At Pinto Valley 178 employees participated in its Leadership Academy training program in 2021, and 100% of line leaders achieved their Inspiring Leader Certificate. Pinto Valley’s continued focus on training, development and succession planning in 2021, resulted in a record number of promotions and personnel development opportunities many at the supervisor and superintendent levels.
We’re now moving to slide 18. We recently mailed out the materials for the special meeting of shareholders to approve the Mantos transaction which will be held virtually on February 28 at 10 a.m. Pacific Time. The materials including the proxy management information circular, form of proxy and instructions to register and attend the meeting were filed on SEDAR and are also available on our website.
Yesterday we announced, that both ISS and Glass Lewis have recommended that shareholders vote FOR the proposed business combination with Mantos. In support of their recommendation to shareholders both independent proxy advisory firms reiterated the strategic merits of the transaction which will create a premier copper producer with transformational near-term growth and meaningful synergies.
The proxy voting cutoff is February 24 at 10 a.m. Pacific Time. We encourage our shareholders to vote in advance of the meeting, and remind them that there are several methods to vote as indicated in the meeting materials. If you need assistance voting your shares, you can contact our proxy solicitation agent, Laurel Hill Advisory Group. Since the transaction’s announcement Capstone Copper’s integration planning has been in the works and is advancing well.
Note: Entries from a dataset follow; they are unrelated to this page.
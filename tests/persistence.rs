use augury::{
    FittedModel, Forecaster, Frequency, HolidayConfig, RegressorConfig, SeasonalityConfig,
    SeasonalityMode, TimeSeriesData,
};

fn make_ds(start: &str, n: usize) -> Vec<String> {
    let start_date = chrono::NaiveDate::parse_from_str(start, "%Y-%m-%d").unwrap();
    (0..n)
        .map(|i| {
            (start_date + chrono::Duration::days(i as i64))
                .format("%Y-%m-%d")
                .to_string()
        })
        .collect()
}

fn assert_close(a: &[f64], b: &[f64]) {
    assert_eq!(a.len(), b.len());
    for (x, y) in a.iter().zip(b) {
        let tol = 1e-9 * x.abs().max(y.abs()).max(1.0);
        assert!((x - y).abs() <= tol, "{} vs {}", x, y);
    }
}

fn fitted() -> (FittedModel, TimeSeriesData) {
    let n = 90;
    let ds = make_ds("2021-01-01", n);
    let temp: Vec<f64> = (0..n).map(|i| 15.0 + 5.0 * (i as f64 / 9.0).sin()).collect();
    let y: Vec<f64> = (0..n)
        .map(|i| 20.0 + 0.1 * i as f64 + 0.4 * temp[i] + ((i % 7) as f64) * 0.8)
        .collect();
    let data = TimeSeriesData::new(ds.clone(), y)
        .unwrap()
        .with_regressor("temp", temp)
        .unwrap();

    let mut m = Forecaster::new().with_uncertainty_samples(100).with_seed(3);
    m.add_regressor(RegressorConfig::new("temp")).unwrap();
    m.add_seasonality(
        SeasonalityConfig::new("monthly", 30.5, 4).with_mode(SeasonalityMode::Multiplicative),
    )
    .unwrap();
    m.add_holidays(HolidayConfig::new("launch", vec![ds[40].clone()]).with_windows(-1, 1))
        .unwrap();
    let model = m.fit(&data).unwrap();

    let mut future = model
        .make_future_dataframe(20, Frequency::Daily, true)
        .unwrap();
    let temps: Vec<f64> = (0..future.len())
        .map(|i| 15.0 + 5.0 * (i as f64 / 9.0).sin())
        .collect();
    future = future.with_regressor("temp", temps).unwrap();
    (model, future)
}

#[test]
fn json_round_trip_predicts_identically() {
    let (model, future) = fitted();
    let json = model.to_json().unwrap();
    let restored = FittedModel::from_json(&json).unwrap();

    assert_eq!(restored.document(), model.document());

    let a = model.predict(Some(&future)).unwrap();
    let b = restored.predict(Some(&future)).unwrap();
    assert_eq!(a.ds, b.ds);
    assert_close(&a.yhat, &b.yhat);
    assert_close(&a.trend, &b.trend);
    assert_close(a.yhat_lower.as_ref().unwrap(), b.yhat_lower.as_ref().unwrap());
    assert_close(a.yhat_upper.as_ref().unwrap(), b.yhat_upper.as_ref().unwrap());
    for (name, component) in &a.components {
        assert_close(&component.values, &b.components[name].values);
    }
}

#[test]
fn corrupted_document_is_rejected() {
    let (model, _) = fitted();
    let json = model.to_json().unwrap();
    assert!(matches!(
        FittedModel::from_json(&json[..json.len() / 2]),
        Err(augury::AuguryError::Serialization(_))
    ));

    let bumped = json.replacen("\"version\":1", "\"version\":7", 1);
    assert!(matches!(
        FittedModel::from_json(&bumped),
        Err(augury::AuguryError::State(_))
    ));
}

#[test]
fn regressor_stats_survive_round_trip() {
    let (model, _) = fitted();
    let restored = FittedModel::from_json(&model.to_json().unwrap()).unwrap();
    let r = &restored.regressors()[0];
    assert_eq!(r.name, "temp");
    assert_eq!(r.mu, model.regressors()[0].mu);
    assert_eq!(r.std, model.regressors()[0].std);
    assert!(r.std > 1.0);
}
I’ll leave you now with Cashel Meagher.
Cashel Meagher
Thanks so much, Wendy. Good day. We’re now on Slide 19. I want to give my own thoughts on the Capstone-Mantos combination, as this was the driving factor that made me want to join this group. The combination offers significant growth, incredible optionality and this is backed by a cash flow foundation of recently expanded and optimized mines plus a pristine balance sheet. No other copper company offers the immediate prospect of growth, synergy and enthusiasm that exists between Santo Domingo and Mantoverde.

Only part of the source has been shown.